Alexis Patterson- Wisconsin- 2002 Nov 26, 2014 15:38:27 GMT -5
Post by Scumhunter on Nov 26, 2014 15:38:27 GMT -5
(Above: Top: Alexis, circa 2002. Bottom: Age-progression image to age 17, circa 2012. Photo Credits: National Center for Missing & Exploited Children's missingkids.org website)
Missing Child/Person Profile as of November 26th, 2014 (Based on missingkids.com profile):
Missing Since: May 3, 2002
Missing From: Milwaukee, WI
DOB: Apr 4, 1995
Age (as of 11/26/2014): 19
Hair Color: Brown
Eye Color: Brown
Weight: 42 lbs
TIPS: Anyone having information should call 1-800-THE-LOST or the Milwaukee Police Department at 1-414-935-7401
UPDATE: As of January 16th, 2019, anyone with information on this case can also call "In Pursuit" on the Investigation Discovery channel at 1-833-3-PURSUE and/or submit a tip at the show's website: www.InPursuitTips.com
Alexis Paterson was only 7-years old when she went missing from her Milwaukee home on May 3rd, 2002. The case has been aired at least four times on AMW but has yet to be solved. John Walsh was recently quoted as saying the media still does not give enough coverage to missing black and Hispanic children compared to white ones. Unfortunately, this case may be one of the best examples supporting Walsh's argument. Below is an AMW archived description of her case from 2007:
Alexis Leaves For School
Like any day, on Friday May 3, 2002 7-year-old Alexis Patterson woke up to go to school.
Once dressed, Alexis joined her mother, Ayana Patterson, and her stepfather, LaRon Bourgeois in the kitchen where her mother was preparing a school lunch. Alexis got into an argument with her mother when she refused to put cupcakes in Alexis' lunch: she had not finished her homework the night before.
Later that day, authorities at Hi-Mount Boulevard School contacted Ayana and LaRon about Alexis not showing up for classes. They immediately contacted the Milwaukee Police Department.

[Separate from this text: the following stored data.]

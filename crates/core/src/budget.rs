//! Annual budget constraints for facilities.
//!
//! Budgets are stored as `NUMERIC(12, 2)`: at most 12 significant digits,
//! two of them after the decimal point.

use rust_decimal::Decimal;

use crate::error::{CoreError, FieldError};

/// Digits after the decimal point.
pub const BUDGET_SCALE: u32 = 2;

/// Total significant digits allowed.
pub const BUDGET_MAX_DIGITS: u32 = 12;

/// Validate a budget and rescale it to two decimal places.
pub fn validate_budget(value: Decimal) -> Result<Decimal, CoreError> {
    let normalized = value.normalize();
    if normalized.scale() > BUDGET_SCALE {
        return Err(budget_error(format!(
            "Ensure that there are no more than {BUDGET_SCALE} decimal places."
        )));
    }

    let max_integer_digits = BUDGET_MAX_DIGITS - BUDGET_SCALE;
    let limit = Decimal::from(10_i64.pow(max_integer_digits));
    if normalized.abs() >= limit {
        return Err(budget_error(format!(
            "Ensure that there are no more than {max_integer_digits} digits before the decimal point."
        )));
    }

    let mut rescaled = normalized;
    rescaled.rescale(BUDGET_SCALE);
    Ok(rescaled)
}

fn budget_error(message: String) -> CoreError {
    CoreError::InvalidField(FieldError::new("annual_budget", message))
}
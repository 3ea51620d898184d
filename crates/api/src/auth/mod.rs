//! Admin console authentication primitives.
//!
//! - [`jwt`] -- JWT access-token generation and validation.

pub mod jwt;
//! Handlers for the `/facilities` resource.
//!
//! List and retrieve answer with the read view; create, update, and partial
//! update accept the write payload and answer with the write view.

use axum::extract::{Path, State};
use axum::http::StatusCode;
use axum::Json;
use zoo_core::error::CoreError;
use zoo_core::types::DbId;
use zoo_db::models::facility::UpdateFacility;
use zoo_db::repositories::FacilityRepo;

use crate::error::{AppError, AppResult};
use crate::extract::ValidatedJson;
use crate::state::AppState;
use crate::views::facility::{
    render, FacilityPatchRequest, FacilityView, FacilityWriteRequest, Operation,
};

fn not_found(id: DbId) -> AppError {
    AppError::Core(CoreError::NotFound {
        entity: "Facility",
        id,
    })
}

/// GET /api/v1/facilities
pub async fn list(State(state): State<AppState>) -> AppResult<Json<Vec<FacilityView>>> {
    let facilities = FacilityRepo::list(&state.pool).await?;
    let mut views = Vec::with_capacity(facilities.len());
    for facility in facilities {
        views.push(render(&state.pool, Operation::List, facility).await?);
    }
    Ok(Json(views))
}

/// GET /api/v1/facilities/{id}
pub async fn get_by_id(
    State(state): State<AppState>,
    Path(id): Path<DbId>,
) -> AppResult<Json<FacilityView>> {
    let facility = FacilityRepo::find_by_id(&state.pool, id)
        .await?
        .ok_or_else(|| not_found(id))?;
    Ok(Json(render(&state.pool, Operation::Retrieve, facility).await?))
}

/// POST /api/v1/facilities
///
/// Inserts the facility and links every species named in
/// `scientific_names`. Unknown names fail the whole request.
pub async fn create(
    State(state): State<AppState>,
    ValidatedJson(input): ValidatedJson<FacilityWriteRequest>,
) -> AppResult<(StatusCode, Json<FacilityView>)> {
    let (fields, names) = input.into_parts()?;
    let names = names.unwrap_or_default();

    let facility = FacilityRepo::create_with_species(&state.pool, &fields, &names).await?;
    tracing::info!(
        facility_id = facility.id,
        name = %facility.name,
        species_requested = names.len(),
        "Facility created"
    );

    let view = render(&state.pool, Operation::Create, facility).await?;
    Ok((StatusCode::CREATED, Json(view)))
}

/// PUT /api/v1/facilities/{id}
pub async fn update(
    State(state): State<AppState>,
    Path(id): Path<DbId>,
    ValidatedJson(input): ValidatedJson<FacilityWriteRequest>,
) -> AppResult<Json<FacilityView>> {
    let (fields, names) = input.into_parts()?;
    write_update(&state, id, Operation::Update, &fields.into(), names).await
}

/// PATCH /api/v1/facilities/{id}
pub async fn patch(
    State(state): State<AppState>,
    Path(id): Path<DbId>,
    ValidatedJson(input): ValidatedJson<FacilityPatchRequest>,
) -> AppResult<Json<FacilityView>> {
    let (fields, names) = input.into_parts()?;
    write_update(&state, id, Operation::PartialUpdate, &fields, names).await
}

/// Apply scalar changes and, when `names` is present, replace the species
/// set in the same transaction.
async fn write_update(
    state: &AppState,
    id: DbId,
    op: Operation,
    fields: &UpdateFacility,
    names: Option<Vec<String>>,
) -> AppResult<Json<FacilityView>> {
    let facility = FacilityRepo::update_with_species(&state.pool, id, fields, names.as_deref())
        .await?
        .ok_or_else(|| not_found(id))?;
    tracing::info!(
        facility_id = id,
        replaced_species = names.is_some(),
        "Facility updated"
    );
    Ok(Json(render(&state.pool, op, facility).await?))
}

/// DELETE /api/v1/facilities/{id}
pub async fn delete(State(state): State<AppState>, Path(id): Path<DbId>) -> AppResult<StatusCode> {
    if FacilityRepo::delete(&state.pool, id).await? {
        tracing::info!(facility_id = id, "Facility deleted");
        Ok(StatusCode::NO_CONTENT)
    } else {
        Err(not_found(id))
    }
}
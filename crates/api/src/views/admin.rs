//! Row shapes for the admin console listings and the species selector.

use rust_decimal::Decimal;
use serde::{Deserialize, Serialize};
use validator::Validate;
use zoo_core::scientific_names::species_display_name;
use zoo_core::types::DbId;
use zoo_db::models::facility::Facility;
use zoo_db::models::species::SpeciesWithFamily;

/// Species listing row: name columns, family, endangered flag.
#[derive(Debug, Clone, Serialize)]
pub struct AdminSpeciesRow {
    pub id: DbId,
    pub common_name: String,
    pub scientific_name: String,
    pub family: Option<String>,
    pub endangered: bool,
    pub display_name: String,
}

impl From<SpeciesWithFamily> for AdminSpeciesRow {
    fn from(row: SpeciesWithFamily) -> Self {
        let display_name =
            species_display_name(&row.species.common_name, &row.species.scientific_name);
        Self {
            id: row.species.id,
            common_name: row.species.common_name,
            scientific_name: row.species.scientific_name,
            family: row.family_name,
            endangered: row.species.endangered,
            display_name,
        }
    }
}

/// Facility listing row: the scalar columns only.
#[derive(Debug, Clone, Serialize)]
pub struct AdminFacilityRow {
    pub id: DbId,
    pub name: String,
    pub city: String,
    pub country: String,
    pub area_sq_m: i64,
    pub annual_budget: Decimal,
}

impl From<Facility> for AdminFacilityRow {
    fn from(facility: Facility) -> Self {
        Self {
            id: facility.id,
            name: facility.name,
            city: facility.city,
            country: facility.country,
            area_sq_m: facility.area_sq_m,
            annual_budget: facility.annual_budget,
        }
    }
}

/// One entry in the species multi-select.
#[derive(Debug, Clone, Serialize)]
pub struct SpeciesOption {
    pub id: DbId,
    pub display_name: String,
}

impl From<&SpeciesWithFamily> for SpeciesOption {
    fn from(row: &SpeciesWithFamily) -> Self {
        Self {
            id: row.species.id,
            display_name: species_display_name(
                &row.species.common_name,
                &row.species.scientific_name,
            ),
        }
    }
}

/// Two-pane multi-select: species already linked and species still available.
#[derive(Debug, Clone, Serialize)]
pub struct SpeciesSelector {
    pub chosen: Vec<SpeciesOption>,
    pub available: Vec<SpeciesOption>,
}

impl SpeciesSelector {
    /// Partition `all` by membership in `chosen_ids`, keeping `all`'s order.
    pub fn build(all: &[SpeciesWithFamily], chosen_ids: &[DbId]) -> Self {
        let (chosen, available): (Vec<_>, Vec<_>) = all
            .iter()
            .partition(|row| chosen_ids.contains(&row.species.id));
        Self {
            chosen: chosen.into_iter().map(SpeciesOption::from).collect(),
            available: available.into_iter().map(SpeciesOption::from).collect(),
        }
    }
}

/// Body for `PUT /admin/facilities/{id}/species`.
#[derive(Debug, Clone, Deserialize, Validate)]
pub struct SetSpeciesRequest {
    pub species_ids: Vec<DbId>,
}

The police questioned Alexis' parents and found out about the child's argument with her mother. Her stepfather told them he had walked Alexis to school only a block away, dropped her off and left.
The Search Heats Up
The search for Alexis intensified as volunteers and law enforcement authorities combed the city and searched warehouses and lakes.
Everyone who knew Alexis or her family, including neighbors, teachers, classmates and people in surrounding neighborhoods, was questioned. Several students claimed to have seen Alexis on the playground before school started. But after further investigation, police ruled out the students' reports. There still was no sign of Alexis.
In January 2005 cops saw a glimmer of hope. After an AMW airing, a prisoner in Louisiana told officials Alexis' body could be found in a vacant Baton Rouge house. Milwaukee detective rushed to the scene. But after several days of searching, police came up empty handed. The tip was false, and the investigation was back at square one.
Cops: Despite Problems, Family Not Involved
According to police Alexis' stepfather, LaRon Bourgeois, had a criminal background and served time in jail for drugs and driving a getaway car in a bank robbery, during which a policeman was murdered. LaRon voluntarily took and passed a polygraph test.
On April 15, 2003, LaRon was charged with battery and disorderly conduct over allegations of beating Alexis's mother. In the criminal complaint, Patterson claimed Bourgeois had been selling drugs and "pimping several other women," and "has not comforted her during the very difficult time of the disappearance of her daughter." Charges were eventually dismissed.
It has been more than three years since Alexis disappeared and investigators are still searching. Alexis was last seen wearing a red hooded jacket with gray stripes, a purple shirt, blue jeans and white Nike tennis shoes. She has a scar under her right eye and a bump on the little finger of her left hand.
Thoughts? I'm confused since AMW says LaRon passed the polygraph test but the Charley Project says he didn't. Unless they re-tested him. Regardless, the cops at least early on stated they didn't think he was involved. Alexis's birth father, Kenya Campbell, was in prison at the time of Alexis's disappearance and was said to be cooperative afterwards.
So there were family problems, but nothing that unequivocally connects anyone- which leaves us back at square one.
What is frustrating is that although AMW cared, there was not enough of a media push initially. And thus, further evidence to John Walsh's point. As much as I loved AMW, what really solves missing children cases without a known kidnapper is getting it out in the media right away before too much time passes by. A fugitive is easier found years after going missing. Children who grow taller and may have everything about them changed from their abductor, are not.
For this Thanksgiving weekend, let's hope for a miracle and hope we can bring Alexis back home for the holidays.